Tag Archives: Mitt Romney

Five Ways Young People Were Featured in Tuesday’s Debate

18 Oct

Five Ways Young People Were Featured in Tuesday’s Debate

Originally published in an email blast by Pushback, Facebook and Twitter 

The real winner of Tuesday’s presidential debate? Young voters.

Unlike the first presidential debate and the vice-presidential face-off, issues that impact young Americans played a much more prominent role last night.

The town hall debate, moderated by CNN’s Candy Crowley at Hofstra University in Long Island, New York, gave Americans the chance to ask the candidates about their policies directly, including three young Americans who asked about immigration, equal pay for women, and job creation.
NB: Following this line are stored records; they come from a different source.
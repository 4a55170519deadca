// Copyright (c) 2025 Geoffrey Huntley <ghuntley@ghuntley.com>. All rights reserved.
// SPDX-License-Identifier: Proprietary

use std::sync::Arc;

use async_trait::async_trait;
use skein_sched_core::{NotificationEvent, NotificationKind, Notifier};

/// Emits every notification as a structured log record.
#[derive(Debug, Default, Clone, Copy)]
pub struct LogNotifier;

#[async_trait]
impl Notifier for LogNotifier {
	async fn notify(&self, event: NotificationEvent) {
		let reason = event
			.context
			.failure_reason
			.as_ref()
			.map(ToString::to_string)
			.unwrap_or_default();

		match event.kind {
			NotificationKind::OnFailure => tracing::warn!(
				task = %event.task_name,
				run_id = %event.run_id,
				attempt = event.context.attempt,
				max_retries = event.context.max_retries,
				owner = ?event.context.owner,
				email = ?event.context.email,
				reason = %reason,
				"Run failed"
			),
			NotificationKind::OnRetry => tracing::info!(
				task = %event.task_name,
				run_id = %event.run_id,
				attempt = event.context.attempt,
				max_retries = event.context.max_retries,
				next_backoff_ms = ?event.context.next_backoff_ms,
				reason = %reason,
				"Run will be retried"
			),
		}
	}
}

/// Hands every notification to each inner notifier in order.
#[derive(Clone, Default)]
pub struct FanoutNotifier {
	notifiers: Vec<Arc<dyn Notifier>>,
}

impl FanoutNotifier {
	pub fn new(notifiers: Vec<Arc<dyn Notifier>>) -> Self {
		Self { notifiers }
	}

	pub fn push(&mut self, notifier: Arc<dyn Notifier>) {
		self.notifiers.push(notifier);
	}

	pub fn len(&self) -> usize {
		self.notifiers.len()
	}

	pub fn is_empty(&self) -> bool {
		self.notifiers.is_empty()
	}
}

#[async_trait]
impl Notifier for FanoutNotifier {
	async fn notify(&self, event: NotificationEvent) {
		for notifier in &self.notifiers {
			notifier.notify(event.clone()).await;
		}
	}
}
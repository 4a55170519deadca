// Copyright (c) 2025 Geoffrey Huntley <ghuntley@ghuntley.com>. All rights reserved.
// SPDX-License-Identifier: Proprietary

pub use k8s_openapi::api::core::v1::{
	Capabilities, Container, ContainerState, ContainerStateTerminated, ContainerStateWaiting,
	ContainerStatus, EnvVar, LocalObjectReference, Namespace, Pod, PodSecurityContext, PodSpec,
	PodStatus, SeccompProfile, SecurityContext,
};
pub use k8s_openapi::apimachinery::pkg::apis::meta::v1::ObjectMeta;
// Copyright (c) 2025 Geoffrey Huntley <ghuntley@ghuntley.com>. All rights reserved.
// SPDX-License-Identifier: Proprietary

//! K8s client abstraction for Skein run pods.
//!
//! This crate provides:
//! - A trait-based K8s client abstraction for testability
//! - Production implementation using the kube crate
//! - Re-exports of the k8s-openapi types the launcher builds pods from

mod client;
mod error;
mod kube_client;
mod types;

pub use client::K8sClient;
pub use error::{K8sError, K8sResult};
pub use kube_client::KubeClient;
pub use types::{
	Capabilities, Container, ContainerState, ContainerStateTerminated, ContainerStateWaiting,
	ContainerStatus, EnvVar, LocalObjectReference, Namespace, ObjectMeta, Pod, PodSecurityContext,
	PodSpec, PodStatus, SeccompProfile, SecurityContext,
};
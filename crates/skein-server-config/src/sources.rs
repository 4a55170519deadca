// Copyright (c) 2025 Geoffrey Huntley <ghuntley@ghuntley.com>. All rights reserved.
// SPDX-License-Identifier: Proprietary

//! Configuration sources: environment variables and TOML files.

use std::path::PathBuf;

use skein_sched_core::NotificationKind;
use skein_server_notify::WebhookConfig;
use tracing::{debug, trace};

use crate::error::ConfigError;
use crate::layer::ServerConfigLayer;
use crate::sections::{
	DatabaseConfigLayer, LauncherConfigLayer, LoggingConfigLayer, NotifyConfigLayer, RetryConfigLayer,
	SchedulerConfigLayer,
};

/// Source precedence levels (higher = overrides lower).
#[derive(Debug, Clone, Copy, PartialEq, Eq, PartialOrd, Ord)]
pub enum Precedence {
	Defaults = 10,
	ConfigFile = 20,
	Environment = 50,
}

/// Trait for configuration sources.
pub trait ConfigSource: Send + Sync {
	fn name(&self) -> &'static str;
	fn precedence(&self) -> Precedence;
	fn load(&self) -> Result<ServerConfigLayer, ConfigError>;
}

/// Built-in defaults source.
pub struct DefaultsSource;

impl ConfigSource for DefaultsSource {
	fn name(&self) -> &'static str {
		"defaults"
	}

	fn precedence(&self) -> Precedence {
		Precedence::Defaults
	}

	fn load(&self) -> Result<ServerConfigLayer, ConfigError> {
		debug!("loading defaults");
		Ok(ServerConfigLayer::default())
	}
}

/// TOML file configuration source.
pub struct TomlSource {
	path: PathBuf,
}

impl TomlSource {
	pub fn new(path: impl Into<PathBuf>) -> Self {
		Self { path: path.into() }
	}

	pub fn system() -> Self {
		Self::new("/etc/skein/server.toml")
	}
}

impl ConfigSource for TomlSource {
	fn name(&self) -> &'static str {
		"toml-config"
	}

	fn precedence(&self) -> Precedence {
		Precedence::ConfigFile
	}

	fn load(&self) -> Result<ServerConfigLayer, ConfigError> {
		if !self.path.exists() {
			debug!(path = %self.path.display(), "config file not found, skipping");
			return Ok(ServerConfigLayer::default());
		}

		debug!(path = %self.path.display(), "loading config file");
		let content = std::fs::read_to_string(&self.path).map_err(|e| ConfigError::FileRead {
			path: self.path.clone(),
			source: e,
		})?;

		let layer: ServerConfigLayer =
			toml::from_str(&content).map_err(|e| ConfigError::TomlParse {
				path: self.path.clone(),
				source: e,
			})?;

		trace!("parsed config layer from TOML");
		Ok(layer)
	}
}

/// Environment variable source.
///
/// Convention: SKEIN_SERVER_<FIELD>
pub struct EnvSource;

impl ConfigSource for EnvSource {
	fn name(&self) -> &'static str {
		"environment"
	}

	fn precedence(&self) -> Precedence {
		Precedence::Environment
	}

	fn load(&self) -> Result<ServerConfigLayer, ConfigError> {
		debug!("loading environment variables");
		Ok(ServerConfigLayer {
			scheduler: Some(load_scheduler_from_env()?),
			retry: Some(load_retry_from_env()?),
			launcher: Some(load_launcher_from_env()?),
			notify: Some(load_notify_from_env()?),
			database: Some(load_database_from_env()?),
			logging: Some(load_logging_from_env()?),
		})
	}
}

fn env_var(name: &str) -> Option<String> {
	std::env::var(name).ok().filter(|s| !s.is_empty())
}

fn env_bool(name: &str) -> Option<bool> {
	env_var(name).map(|v| v.eq_ignore_ascii_case("true") || v == "1")
}

fn env_parse<T: std::str::FromStr>(name: &str, kind: &str) -> Result<Option<T>, ConfigError> {
	match env_var(name) {
		Some(v) => v.parse().map(Some).map_err(|_| ConfigError::InvalidValue {
			key: name.to_string(),
			message: format!("invalid {kind} value '{v}'"),
		}),
		None => Ok(None),
	}
}

fn env_u32(name: &str) -> Result<Option<u32>, ConfigError> {
	env_parse(name, "u32")
}

fn env_u64(name: &str) -> Result<Option<u64>, ConfigError> {
	env_parse(name, "u64")
}

fn env_f64(name: &str) -> Result<Option<f64>, ConfigError> {
	env_parse(name, "f64")
}

fn env_list(name: &str) -> Option<Vec<String>> {
	env_var(name).map(|s| {
		s.split(',')
			.map(|s| s.trim().to_string())
			.filter(|s| !s.is_empty())
			.collect()
	})
}

/// Read a secret from `VAR_FILE` (a mounted secret file) or `VAR`.
fn env_secret(name: &str) -> Result<Option<String>, ConfigError> {
	let file_var = format!("{name}_FILE");
	if let Some(path) = env_var(&file_var) {
		let path = PathBuf::from(path);
		let content = std::fs::read_to_string(&path).map_err(|e| ConfigError::FileRead {
			path: path.clone(),
			source: e,
		})?;
		return Ok(Some(content.strip_suffix('\n').unwrap_or(&content).to_string()));
	}
	Ok(env_var(name))
}

fn load_scheduler_from_env() -> Result<SchedulerConfigLayer, ConfigError> {
	Ok(SchedulerConfigLayer {
		poll_interval_ms: env_u64("SKEIN_SERVER_POLL_INTERVAL_MS")?,
		status_poll_interval_ms: env_u64("SKEIN_SERVER_STATUS_POLL_INTERVAL_MS")?,
		run_retention_hours: env_u64("SKEIN_SERVER_RUN_RETENTION_HOURS")?,
		prune_interval_secs: env_u64("SKEIN_SERVER_PRUNE_INTERVAL_SECS")?,
		notify_timeout_ms: env_u64("SKEIN_SERVER_NOTIFY_TIMEOUT_MS")?,
		max_status_errors: env_u32("SKEIN_SERVER_MAX_STATUS_ERRORS")?,
		shutdown_grace_secs: env_u64("SKEIN_SERVER_SHUTDOWN_GRACE_SECS")?,
		tasks_path: env_var("SKEIN_SERVER_TASKS_PATH").map(PathBuf::from),
	})
}

fn load_retry_from_env() -> Result<RetryConfigLayer, ConfigError> {
	Ok(RetryConfigLayer {
		base_delay_ms: env_u64("SKEIN_SERVER_RETRY_BASE_DELAY_MS")?,
		factor: env_f64("SKEIN_SERVER_RETRY_FACTOR")?,
		max_delay_secs: env_u64("SKEIN_SERVER_RETRY_MAX_DELAY_SECS")?,
	})
}

fn load_launcher_from_env() -> Result<LauncherConfigLayer, ConfigError> {
	Ok(LauncherConfigLayer {
		namespace: env_var("SKEIN_SERVER_K8S_NAMESPACE"),
		delete_grace_secs: env_u32("SKEIN_SERVER_POD_DELETE_GRACE_SECS")?,
		teardown_attempts: env_u32("SKEIN_SERVER_TEARDOWN_ATTEMPTS")?,
		image_pull_secrets: env_list("SKEIN_SERVER_IMAGE_PULL_SECRETS"),
		service_account: env_var("SKEIN_SERVER_SERVICE_ACCOUNT"),
	})
}

/// A single webhook can be configured from the environment; more need TOML.
fn load_notify_from_env() -> Result<NotifyConfigLayer, ConfigError> {
	let webhooks = match env_var("SKEIN_SERVER_WEBHOOK_URL") {
		Some(url) => {
			let events = match env_list("SKEIN_SERVER_WEBHOOK_EVENTS") {
				Some(names) => names
					.iter()
					.map(|name| {
						name.parse::<NotificationKind>().map_err(|message| ConfigError::InvalidValue {
							key: "SKEIN_SERVER_WEBHOOK_EVENTS".to_string(),
							message,
						})
					})
					.collect::<Result<Vec<_>, _>>()?,
				None => vec![NotificationKind::OnFailure, NotificationKind::OnRetry],
			};
			Some(vec![WebhookConfig {
				url,
				events,
				secret: env_secret("SKEIN_SERVER_WEBHOOK_SECRET")?,
			}])
		}
		None => None,
	};

	Ok(NotifyConfigLayer {
		webhooks,
		timeout_secs: env_u64("SKEIN_SERVER_WEBHOOK_TIMEOUT_SECS")?,
	})
}

fn load_database_from_env() -> Result<DatabaseConfigLayer, ConfigError> {
	Ok(DatabaseConfigLayer {
		url: env_var("SKEIN_SERVER_DATABASE_URL"),
	})
}

fn load_logging_from_env() -> Result<LoggingConfigLayer, ConfigError> {
	Ok(LoggingConfigLayer {
		level: env_var("SKEIN_SERVER_LOG_LEVEL"),
		json: env_bool("SKEIN_SERVER_LOG_JSON"),
	})
}
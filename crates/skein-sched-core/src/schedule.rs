// Copyright (c) 2025 Geoffrey Huntley <ghuntley@ghuntley.com>. All rights reserved.
// SPDX-License-Identifier: Proprietary

//! Schedule expressions and fire-time calculation.
//!
//! Supported grammar:
//!
//! - `@once` fires a single time, at the task's anchor
//! - `@every <n><unit>` fixed interval, unit one of `s`, `m`, `h`, `d`
//! - `@hourly`, `@daily` (`@midnight`), `@weekly`, `@monthly`, `@yearly` (`@annually`)
//! - standard 5-field Unix cron, or the 6/7-field form understood by the `cron` crate
//!
//! Cron schedules are evaluated in the task's timezone; everything returned
//! here is UTC.

use std::str::FromStr;

use chrono::{DateTime, Duration, Utc};
use chrono_tz::Tz;

use crate::error::{Result, SchedError};

/// Upper bound on cron steps walked when a poll arrives late.
const MAX_CATCHUP_STEPS: usize = 10_000;

/// A parsed schedule expression.
#[derive(Debug, Clone)]
pub enum Schedule {
	Once,
	Interval(Duration),
	Cron {
		expression: String,
		schedule: Box<cron::Schedule>,
		timezone: Tz,
	},
}

/// Compute the next fire time strictly after `last_fire`.
///
/// Returns `Ok(None)` when the schedule is exhausted (`@once` after it
/// has fired).
pub fn next_fire_after(expression: &str, last_fire: DateTime<Utc>) -> Result<Option<DateTime<Utc>>> {
	Ok(Schedule::parse(expression)?.next_fire_after(last_fire))
}

/// Validate an expression without computing anything.
pub fn validate_schedule(expression: &str, timezone: &str) -> Result<()> {
	Schedule::parse_in(expression, timezone).map(|_| ())
}

/// Validate a timezone string.
pub fn parse_timezone(timezone: &str) -> Result<Tz> {
	timezone
		.parse()
		.map_err(|_| SchedError::InvalidTimezone(timezone.to_string()))
}

/// Convert a standard 5-field Unix cron expression to the 7-field format
/// expected by the `cron` crate (seconds pinned to 0, any year).
fn convert_to_cron_crate_format(expression: &str) -> String {
	match expression.split_whitespace().count() {
		5 => format!("0 {expression} *"),
		_ => expression.to_string(),
	}
}

fn preset(name: &str) -> Option<&'static str> {
	match name {
		"hourly" => Some("0 * * * *"),
		"daily" | "midnight" => Some("0 0 * * *"),
		"weekly" => Some("0 0 * * Sun"),
		"monthly" => Some("0 0 1 * *"),
		"yearly" | "annually" => Some("0 0 1 1 *"),
		_ => None,
	}
}

fn parse_interval(expression: &str, spec: &str) -> Result<Duration> {
	let spec = spec.trim();
	let split = spec
		.find(|c: char| !c.is_ascii_digit())
		.ok_or_else(|| SchedError::invalid_schedule(expression, "interval is missing a unit"))?;
	let (amount, unit) = spec.split_at(split);

	let amount: i64 = amount
		.parse()
		.map_err(|_| SchedError::invalid_schedule(expression, "interval amount is not a number"))?;
	if amount <= 0 {
		return Err(SchedError::invalid_schedule(
			expression,
			"interval must be greater than zero",
		));
	}

	let interval = match unit {
		"s" => Duration::try_seconds(amount),
		"m" => Duration::try_minutes(amount),
		"h" => Duration::try_hours(amount),
		"d" => Duration::try_days(amount),
		other => {
			return Err(SchedError::invalid_schedule(
				expression,
				format!("unknown interval unit '{other}'"),
			))
		}
	};

	interval.ok_or_else(|| SchedError::invalid_schedule(expression, "interval is too large"))
}

impl Schedule {
	/// Parse an expression, evaluating cron schedules in UTC.
	pub fn parse(expression: &str) -> Result<Self> {
		Self::parse_in(expression, "UTC")
	}

	/// Parse an expression, evaluating cron schedules in `timezone`.
	pub fn parse_in(expression: &str, timezone: &str) -> Result<Self> {
		let timezone = parse_timezone(timezone)?;
		let trimmed = expression.trim();
		if trimmed.is_empty() {
			return Err(SchedError::invalid_schedule(expression, "expression is empty"));
		}

		let cron_source = match trimmed.strip_prefix('@') {
			Some("once") => return Ok(Schedule::Once),
			Some(rest) if rest.starts_with("every") => {
				let interval = parse_interval(trimmed, &rest["every".len()..])?;
				return Ok(Schedule::Interval(interval));
			}
			Some(rest) => preset(rest)
				.ok_or_else(|| SchedError::invalid_schedule(expression, "unknown preset"))?,
			None => trimmed,
		};

		let schedule = cron::Schedule::from_str(&convert_to_cron_crate_format(cron_source))
			.map_err(|e| SchedError::invalid_schedule(expression, e.to_string()))?;

		Ok(Schedule::Cron {
			expression: trimmed.to_string(),
			schedule: Box::new(schedule),
			timezone,
		})
	}

	pub fn is_once(&self) -> bool {
		matches!(self, Schedule::Once)
	}

	/// The first fire time for a task anchored at `anchor`.
	///
	/// `@once` fires at the anchor itself; intervals fire one period later;
	/// cron fires at the first match after the anchor.
	pub fn first_fire(&self, anchor: DateTime<Utc>) -> Option<DateTime<Utc>> {
		match self {
			Schedule::Once => Some(anchor),
			_ => self.next_fire_after(anchor),
		}
	}

	/// The next fire time strictly after `last_fire`, or `None` when the
	/// schedule has nothing left to fire.
	pub fn next_fire_after(&self, last_fire: DateTime<Utc>) -> Option<DateTime<Utc>> {
		match self {
			Schedule::Once => None,
			Schedule::Interval(interval) => last_fire.checked_add_signed(*interval),
			Schedule::Cron {
				schedule, timezone, ..
			} => schedule
				.after(&last_fire.with_timezone(timezone))
				.next()
				.map(|next| next.with_timezone(&Utc)),
		}
	}

	/// The most recent fire instant that is still `<= now`, starting from a
	/// due instant `next`.
	///
	/// A poll that arrives several periods late collapses the missed
	/// periods into this single instant instead of backfilling them.
	pub fn latest_due(&self, next: DateTime<Utc>, now: DateTime<Utc>) -> DateTime<Utc> {
		if now <= next {
			return next;
		}

		match self {
			Schedule::Once => next,
			Schedule::Interval(interval) => {
				let period = interval.num_milliseconds();
				let elapsed = (now - next).num_milliseconds();
				let steps = if period > 0 { elapsed / period } else { 0 };
				Duration::try_milliseconds(period.saturating_mul(steps))
					.and_then(|offset| next.checked_add_signed(offset))
					.unwrap_or(next)
			}
			Schedule::Cron { .. } => {
				let mut latest = next;
				for _ in 0..MAX_CATCHUP_STEPS {
					match self.next_fire_after(latest) {
						Some(candidate) if candidate <= now => latest = candidate,
						_ => break,
					}
				}
				latest
			}
		}
	}
}

impl std::fmt::Display for Schedule {
	fn fmt(&self, f: &mut std::fmt::Formatter<'_>) -> std::fmt::Result {
		match self {
			Schedule::Once => write!(f, "@once"),
			Schedule::Interval(interval) => write!(f, "@every {}s", interval.num_seconds()),
			Schedule::Cron {
				expression,
				timezone,
				..
			} => write!(f, "{expression} ({timezone})"),
		}
	}
}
While some of the responses weren’t very clear, these questions did highlight the contrasts between President Obama and Gov. Mitt Romney on youth issues. And while these issues had a good chunk of the spotlight, some responses don’t paint a pretty picture for young Americans.

Here are a few of the clear toasts (and roasts) Obama and Romney made to young voters last night:


Jeremy Epstein, a junior at Adelphi University, asked Gov. Romney about his future job prospects as a college student who will graduate in 2014. Romney responded by saying he would seek to make college more affordable and ensure students like Epstein had jobs when they graduated.

“I want to make sure we keep our Pell Grant program growing,” said Romney, who also touted a merit scholarship he instituted as governor of Massachusetts that waives tuition at the state’s public colleges for students who achieve high scores on a standardized test.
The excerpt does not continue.